EXERCISE DATA: Begin

//! Configuration types for conversion jobs.
//!
//! All conversion behaviour is controlled through [`ConversionConfig`], built
//! via its [`ConversionConfigBuilder`] and handed to
//! [`crate::convert::Converter`] at construction. Nothing is read from
//! process-wide state, so tests can run isolated converters side by side.

use crate::error::ConvertError;
use serde::{Deserialize, Serialize};
use std::path::PathBuf;

/// Lowest accepted rendering DPI.
pub const MIN_DPI: u32 = 72;
/// Highest accepted rendering DPI.
pub const MAX_DPI: u32 = 600;

/// Configuration for PDF rasterisation and image composition.
///
/// # Example
/// ```rust
/// use pdfconv::ConversionConfig;
///
/// let config = ConversionConfig::builder()
///     .dpi(150)
///     .max_rendered_pixels(4000)
///     .build()
///     .unwrap();
/// assert_eq!(config.dpi, 150);
/// ```
#[derive(Debug, Clone, PartialEq, Serialize, Deserialize)]
pub struct ConversionConfig {
    /// Rendering DPI for PDF pages. Range: 72–600. Default: 200.
    ///
    /// 200 DPI matches what poppler-based tools produce by default, so page
    /// images look the same as users expect from desktop converters. At 72 DPI
    /// one PDF point maps to exactly one pixel.
    pub dpi: u32,

    /// Maximum rendered image dimension (width or height) in pixels. Default: 10 000.
    ///
    /// A safety cap independent of DPI: a 200-DPI render of an A0 poster would
    /// otherwise allocate hundreds of megabytes for a single page.
    pub max_rendered_pixels: u32,

    /// Explicit path to the pdfium shared library.
    ///
    /// When `None`, [`crate::engine::bind_pdfium`] falls back to
    /// `PDFIUM_LIB_PATH`, the working directory and the system library.
    pub pdfium_lib_path: Option<PathBuf>,
}

impl Default for ConversionConfig {
    fn default() -> Self {
        Self {
            dpi: 200,
            max_rendered_pixels: 10_000,
            pdfium_lib_path: None,
        }
    }
}

impl ConversionConfig {
    /// Create a new builder for `ConversionConfig`.
    pub fn builder() -> ConversionConfigBuilder {
        ConversionConfigBuilder {
            config: Self::default(),
        }
    }

    /// Scale factor from PDF points (1/72 in) to rendered pixels.
    pub fn render_scale(&self) -> f32 {
        self.dpi as f32 / 72.0
    }
}

/// Builder for [`ConversionConfig`].
#[derive(Debug)]
pub struct ConversionConfigBuilder {
    config: ConversionConfig,
}

impl ConversionConfigBuilder {
    pub fn dpi(mut self, dpi: u32) -> Self {
        self.config.dpi = dpi;
        self
    }

    pub fn max_rendered_pixels(mut self, px: u32) -> Self {
        self.config.max_rendered_pixels = px.max(100);
        self
    }

    pub fn pdfium_lib_path(mut self, path: impl Into<PathBuf>) -> Self {
        self.config.pdfium_lib_path = Some(path.into());
        self
    }

    /// Build the configuration, validating constraints.
    pub fn build(self) -> Result<ConversionConfig, ConvertError> {
        let c = &self.config;
        if c.dpi < MIN_DPI || c.dpi > MAX_DPI {
            return Err(ConvertError::InvalidConfig(format!(
                "DPI must be {MIN_DPI}–{MAX_DPI}, got {}",
                c.dpi
            )));
        }
        Ok(self.config)
    }
}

EXERCISE DATA: End

Copy word for word the stretch of entries above from the line that has "is read from" through the line that has "Default: 10 000.", both ends included, and nothing outside it.

**RESPONSE BELOW:**
//! [`crate::convert::Converter`] at construction. Nothing is read from
//! process-wide state, so tests can run isolated converters side by side.

use crate::error::ConvertError;
use serde::{Deserialize, Serialize};
use std::path::PathBuf;

/// Lowest accepted rendering DPI.
pub const MIN_DPI: u32 = 72;
/// Highest accepted rendering DPI.
pub const MAX_DPI: u32 = 600;

/// Configuration for PDF rasterisation and image composition.
///
/// # Example
/// ```rust
/// use pdfconv::ConversionConfig;
///
/// let config = ConversionConfig::builder()
///     .dpi(150)
///     .max_rendered_pixels(4000)
///     .build()
///     .unwrap();
/// assert_eq!(config.dpi, 150);
/// ```
#[derive(Debug, Clone, PartialEq, Serialize, Deserialize)]
pub struct ConversionConfig {
    /// Rendering DPI for PDF pages. Range: 72–600. Default: 200.
    ///
    /// 200 DPI matches what poppler-based tools produce by default, so page
    /// images look the same as users expect from desktop converters. At 72 DPI
    /// one PDF point maps to exactly one pixel.
    pub dpi: u32,

    /// Maximum rendered image dimension (width or height) in pixels. Default: 10 000.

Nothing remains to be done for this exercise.